TASK REQUIREMENTS:
Wherever the word "Result" turns up in a line of the entries, copy that line.

DATA LISTING:
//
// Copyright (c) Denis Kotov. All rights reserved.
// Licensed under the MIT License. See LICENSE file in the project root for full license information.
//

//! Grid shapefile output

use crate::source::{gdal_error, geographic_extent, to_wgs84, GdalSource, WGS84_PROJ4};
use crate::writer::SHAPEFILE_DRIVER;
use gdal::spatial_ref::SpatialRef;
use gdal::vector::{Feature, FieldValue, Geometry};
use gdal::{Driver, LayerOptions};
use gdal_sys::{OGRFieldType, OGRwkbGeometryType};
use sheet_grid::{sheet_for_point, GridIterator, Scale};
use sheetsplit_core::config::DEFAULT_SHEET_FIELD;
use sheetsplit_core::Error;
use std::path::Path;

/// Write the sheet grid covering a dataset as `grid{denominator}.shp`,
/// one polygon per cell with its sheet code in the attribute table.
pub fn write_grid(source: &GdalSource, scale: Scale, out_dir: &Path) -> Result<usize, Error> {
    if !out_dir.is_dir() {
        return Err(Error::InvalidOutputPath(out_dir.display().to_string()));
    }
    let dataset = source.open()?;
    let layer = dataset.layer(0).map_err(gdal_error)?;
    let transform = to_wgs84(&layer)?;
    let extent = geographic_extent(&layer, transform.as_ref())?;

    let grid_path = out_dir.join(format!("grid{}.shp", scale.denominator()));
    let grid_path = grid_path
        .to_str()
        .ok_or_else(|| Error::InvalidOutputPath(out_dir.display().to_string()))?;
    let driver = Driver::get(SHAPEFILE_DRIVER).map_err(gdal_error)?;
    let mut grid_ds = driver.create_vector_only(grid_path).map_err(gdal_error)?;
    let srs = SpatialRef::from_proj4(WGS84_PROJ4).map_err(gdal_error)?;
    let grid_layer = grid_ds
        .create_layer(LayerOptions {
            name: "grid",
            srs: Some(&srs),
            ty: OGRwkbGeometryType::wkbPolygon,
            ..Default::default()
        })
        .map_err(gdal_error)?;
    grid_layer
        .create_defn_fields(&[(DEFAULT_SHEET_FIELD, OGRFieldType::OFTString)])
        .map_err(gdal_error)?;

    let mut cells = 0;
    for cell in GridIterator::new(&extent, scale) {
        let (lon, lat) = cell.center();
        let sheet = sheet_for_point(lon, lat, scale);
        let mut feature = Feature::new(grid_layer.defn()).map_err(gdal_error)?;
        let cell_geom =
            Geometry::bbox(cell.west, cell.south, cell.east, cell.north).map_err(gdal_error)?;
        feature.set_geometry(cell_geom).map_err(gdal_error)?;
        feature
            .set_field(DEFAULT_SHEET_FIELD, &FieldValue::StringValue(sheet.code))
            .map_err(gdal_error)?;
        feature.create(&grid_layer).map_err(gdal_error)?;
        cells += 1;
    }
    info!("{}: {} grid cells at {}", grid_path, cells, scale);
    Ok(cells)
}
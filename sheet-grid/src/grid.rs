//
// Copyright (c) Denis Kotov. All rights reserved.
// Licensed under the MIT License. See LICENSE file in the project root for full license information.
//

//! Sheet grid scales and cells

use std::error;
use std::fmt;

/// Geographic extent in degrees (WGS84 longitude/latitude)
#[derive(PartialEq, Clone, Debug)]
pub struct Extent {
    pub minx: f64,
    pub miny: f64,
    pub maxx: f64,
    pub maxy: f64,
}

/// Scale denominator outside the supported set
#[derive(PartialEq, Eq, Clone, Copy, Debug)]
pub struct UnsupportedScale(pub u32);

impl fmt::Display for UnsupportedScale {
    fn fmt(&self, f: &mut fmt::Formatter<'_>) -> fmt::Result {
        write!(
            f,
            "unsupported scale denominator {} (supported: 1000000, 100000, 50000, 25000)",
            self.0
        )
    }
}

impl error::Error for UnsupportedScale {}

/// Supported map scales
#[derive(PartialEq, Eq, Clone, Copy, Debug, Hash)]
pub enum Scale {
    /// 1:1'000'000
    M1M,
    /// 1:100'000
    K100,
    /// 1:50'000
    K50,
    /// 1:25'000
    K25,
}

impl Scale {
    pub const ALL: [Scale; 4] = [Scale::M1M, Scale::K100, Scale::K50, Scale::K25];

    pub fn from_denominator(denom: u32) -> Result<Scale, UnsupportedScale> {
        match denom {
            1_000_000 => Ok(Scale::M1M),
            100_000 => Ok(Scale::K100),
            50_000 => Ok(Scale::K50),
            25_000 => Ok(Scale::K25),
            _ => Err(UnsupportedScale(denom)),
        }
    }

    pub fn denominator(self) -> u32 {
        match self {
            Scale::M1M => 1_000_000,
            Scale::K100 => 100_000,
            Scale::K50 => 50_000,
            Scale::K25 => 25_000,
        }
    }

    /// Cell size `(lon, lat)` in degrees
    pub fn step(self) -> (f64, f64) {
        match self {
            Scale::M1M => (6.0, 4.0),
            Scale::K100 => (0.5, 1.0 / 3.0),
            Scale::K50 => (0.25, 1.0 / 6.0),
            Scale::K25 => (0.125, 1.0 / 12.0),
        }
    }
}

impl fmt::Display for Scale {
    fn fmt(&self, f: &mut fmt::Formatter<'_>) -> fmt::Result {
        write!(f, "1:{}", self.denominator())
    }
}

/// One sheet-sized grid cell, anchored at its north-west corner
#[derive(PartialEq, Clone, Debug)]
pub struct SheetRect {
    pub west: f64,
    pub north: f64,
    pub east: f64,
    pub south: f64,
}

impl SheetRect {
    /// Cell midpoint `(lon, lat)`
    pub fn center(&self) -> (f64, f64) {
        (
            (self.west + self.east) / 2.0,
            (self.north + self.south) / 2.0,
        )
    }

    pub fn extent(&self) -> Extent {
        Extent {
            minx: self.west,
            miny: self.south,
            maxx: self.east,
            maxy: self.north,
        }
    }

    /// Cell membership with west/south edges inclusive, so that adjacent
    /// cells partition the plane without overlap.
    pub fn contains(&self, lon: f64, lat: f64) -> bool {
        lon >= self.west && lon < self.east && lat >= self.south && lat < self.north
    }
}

TASK ANSWER:
pub fn write_grid(source: &GdalSource, scale: Scale, out_dir: &Path) -> Result<usize, Error> {
    fn fmt(&self, f: &mut fmt::Formatter<'_>) -> fmt::Result {
    pub fn from_denominator(denom: u32) -> Result<Scale, UnsupportedScale> {
    fn fmt(&self, f: &mut fmt::Formatter<'_>) -> fmt::Result {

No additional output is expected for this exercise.